Bioinformatics is data science

Handling complex data from domain outside computer science
- bio, medicine, finance, physics, geospatial…
Large data and memory requirements
- Can’t load all the data into disk or memory at once
- Index data structures and algorithm complexity are important
Handle big and long-running computations
- workstation or HPC

Reasons to use Python for bioinformatics

similar NUMFOCUS stack as in other data sciences
- numpy (ndarray), pandas (DataFrame), matplotlib (plots)…
Scientific Python
- development guide for scientists and research software engineers
The Turing Way
- reproducible, ethical and collaborative data science
Python ecosystem of packages

Python as the programming glue for a large and diverse ecosystem

‘batteries included’ standard library
numerical and scientific computing
- numpy, scipy, pandas…
out-of-core, parallel and distributed processing
- dask, pyspark…
machine learning and deep learning
- scikit-learn, tensorflow, pytorch…
visualization
- matplotlib, seaborn, plotly…
stay high-level and generate performance code with query plan optimizer or compiler
- numba, polars, JAX, torch.compile…
pipelines and workflow managers
- nextflow, snakemake, kubeflow, airflow…

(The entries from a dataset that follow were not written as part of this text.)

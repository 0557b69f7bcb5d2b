//! `hexgen entity|command|query|controller`.
//!
//! Responsibility: translate CLI arguments into a `GenerationRequest`, call
//! the core generation service, and display the report. No business logic
//! lives here.

use tracing::{info, instrument};

use hexgen_core::{
    application::{FileStatus, GenerationReport, RegistrationStatus},
    domain::{GenerationOptions, GenerationRequest, GeneratorKind},
};

use super::Project;
use crate::{
    cli::{ControllerArgs, EntityArgs, GenerateFlags, GlobalArgs, MessageArgs},
    config::AppConfig,
    error::CliResult,
    output::OutputManager,
};

#[instrument(skip_all, fields(module = %args.module, entity = %args.name))]
pub fn entity(
    args: EntityArgs,
    global: GlobalArgs,
    config: AppConfig,
    output: OutputManager,
) -> CliResult<()> {
    let properties = if args.interactive {
        Some(prompt_properties()?)
    } else {
        args.properties
    };

    let mut request = GenerationRequest::new(args.module, args.name)
        .with_options(options(args.flags, &config));
    request.properties = properties;
    run(GeneratorKind::Entity, request, &global, &config, &output)
}

/// Commands and queries share their arguments.
#[instrument(skip_all, fields(generator = %generator, module = %args.module, name = %args.name))]
pub fn message(
    generator: GeneratorKind,
    args: MessageArgs,
    global: GlobalArgs,
    config: AppConfig,
    output: OutputManager,
) -> CliResult<()> {
    let mut request = GenerationRequest::new(args.module, args.name)
        .with_options(options(args.flags, &config));
    if !args.entities.is_empty() {
        request = request.with_entities(args.entities);
    }
    run(generator, request, &global, &config, &output)
}

#[instrument(skip_all, fields(module = %args.module, controller = %args.name))]
pub fn controller(
    args: ControllerArgs,
    global: GlobalArgs,
    config: AppConfig,
    output: OutputManager,
) -> CliResult<()> {
    let request = GenerationRequest::new(args.module, args.name)
        .with_options(options(args.flags, &config));
    run(GeneratorKind::Controller, request, &global, &config, &output)
}

fn options(flags: GenerateFlags, config: &AppConfig) -> GenerationOptions {
    GenerationOptions {
        register: flags.register || config.generation.auto_register,
        force: flags.force,
        dry_run: flags.dry_run,
    }
}

fn run(
    generator: GeneratorKind,
    request: GenerationRequest,
    global: &GlobalArgs,
    config: &AppConfig,
    output: &OutputManager,
) -> CliResult<()> {
    let project = Project::open(global, config)?;
    info!(root = %project.root().display(), "Project opened");
    let service = project.generation_service()?;

    let report = service.generate(generator, &request)?;
    print_report(&report, output)
}

fn print_report(report: &GenerationReport, output: &OutputManager) -> CliResult<()> {
    if output.is_json() {
        output.json(report)?;
        return Ok(());
    }

    let prefix = if report.dry_run { "Dry run: " } else { "" };
    output.header(&format!(
        "{prefix}{} '{}' in module '{}'",
        report.generator, report.name, report.module
    ))?;

    for file in &report.files {
        match file.status {
            FileStatus::Created => output.success(&format!("created {}", file.path))?,
            FileStatus::Overwritten => output.warning(&format!("overwrote {}", file.path))?,
            FileStatus::Planned => output.info(&format!("would write {}", file.path))?,
        }
    }

    if !report.properties.is_empty() {
        let props: Vec<String> = report.properties.iter().map(ToString::to_string).collect();
        output.print(&format!("  properties: {}", props.join(", ")))?;
    }

    if let Some(c) = &report.classification {
        output.print(&format!(
            "  intent: {}, entities: [{}]",
            c.intent(),
            c.inferred_entities().join(", ")
        ))?;
    }

    for reg in &report.registrations {
        let what = format!("{} '{}' in {}", reg.kind.label(), reg.key, reg.path);
        match reg.status {
            RegistrationStatus::Added => output.success(&format!("registered {what}"))?,
            RegistrationStatus::AlreadyPresent => {
                output.info(&format!("already registered: {what}"))?
            }
            RegistrationStatus::Planned => output.info(&format!("would register {what}"))?,
        }
    }

    Ok(())
}

/// Ask for properties one line at a time until an empty line.
///
/// Each line is validated as entered; a line may hold several clauses.
#[cfg(feature = "interactive")]
fn prompt_properties() -> CliResult<String> {
    use dialoguer::{Input, theme::ColorfulTheme};
    use hexgen_core::domain::parse_properties;

    use crate::error::CliError;

    let theme = ColorfulTheme::default();
    let mut clauses: Vec<String> = Vec::new();
    loop {
        let line: String = Input::with_theme(&theme)
            .with_prompt(format!(
                "Property #{} (name:type(min,max):options, empty to finish)",
                clauses.len() + 1
            ))
            .allow_empty(true)
            .validate_with(|input: &String| -> Result<(), String> {
                if input.trim().is_empty() {
                    return Ok(());
                }
                parse_properties(input).map(|_| ()).map_err(|e| e.to_string())
            })
            .interact_text()
            .map_err(|e| CliError::IoError {
                message: "cannot read property from the terminal".into(),
                source: std::io::Error::other(e),
            })?;

        let line = line.trim();
        if line.is_empty() {
            break;
        }
        clauses.push(line.to_string());
    }
    Ok(clauses.join(","))
}

#[cfg(not(feature = "interactive"))]
fn prompt_properties() -> CliResult<String> {
    Err(crate::error::CliError::FeatureNotAvailable {
        feature: "interactive",
    })
}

Use the Python standard library

Read to official Python documentation
Googling, Stack Overflow, ChatGPT… is not always ideal
Official documentation is supports different software versions, works offline…
Search via IDE or e.g. devdocs.io

Standard library modules

itertools
- Iterators for efficient looping.
collections
- Container datatypes providing alternatives to Python’s general purpose built-in containers, dict, list, set, and tuple.
functools
- Higher-order functions and operations on callable objects.
contextlib
- This module provides utilities for common tasks involving the with statement.
pathlib
- Object-oriented filesystem paths.

iterators for tree traversal (01)

iterators can be overly complex

class MyCounter:
    # my_counter = MyCounter()
    # next(my_counter) --> 0
    # next(my_counter) --> 1
    def __init__(self):
        self.current = 0
    def __iter__(self):
        return self
    def __next__(self):
        self.current += 1
        return current

generators are sometimes more elegant

def count(start=0, step=1):
    # count(0) --> 0 1 2 3 4 ...
    # count(2.5, 0.5) --> 2.5 3.0 3.5 ...
    n = start
    while True:
        yield n
        n += step

generators for tree traversal (02)

Trees ❤️ recursion; Python 💔 recursion
Subgenerator for tree traversal with yield from

class Tree:
    def __init__(self, left=None, right=None):
        self.left = left
        self.right = right
    def __iter__(self):
        return TreePath(self)

class TreePath:
    def __init__(self, tree):
        self.path = [tree]
    def __iter__(self):
        return self
    def __next__(self):
        current = None
        while current is None:
            if not self.path: raise StopIteration
            current = self.path.pop()
        self.path.append(current.right)
        self.path.append(current.left)
        return current

class A(Tree):
    def __init__(self, item, left=None, right=None):
        super().__init__(left=left, right=right)
        self.item = item

class Tree:
    def __init__(self, left=None, right=None):
        self.left = left
        self.right = right
    def __iter__(self):
        yield self
        if self.left:
            yield from self.left
        if self.right:
            yield from self.right

class A(Tree):
    def __init__(self, item, left=None, right=None):
        super().__init__(left=left, right=right)
        self.item = item

chain for tree traversal (03)

class Tree:
    def __init__(self, left=None, right=None):
        self.left = left
        self.right = right
    def __iter__(self):
        yield self
        if self.left:
            yield from self.left
        if self.right:
            yield from self.right

class A(Tree):
    def __init__(self, item, left=None, right=None):
        super().__init__(left=left, right=right)
        self.item = item

import itertools

class Tree:
    def __init__(self, left=None, right=None):
        self.left = left
        self.right = right
    def __iter__(self):
        return itertools.chain([self], self.left, self.right)

class A(Tree):
    def __init__(self, item, left=None, right=None):
        super().__init__(left=left, right=right)
        self.item = item

generating primes (04)

itertools.filterfalse itertools.takewhile

from itertools import takewhile, filterfalse, dropwhile

list(takewhile(lambda x: x<5, [1,4,6,4,1]))

[1, 4]

list(filterfalse(lambda x: x%2, range(10)))

[0, 2, 4, 6, 8]

list(dropwhile(lambda x: x<5, [1,4,6,4,1]))

[6, 4, 1]

You can go heavy on the functional programming in Python…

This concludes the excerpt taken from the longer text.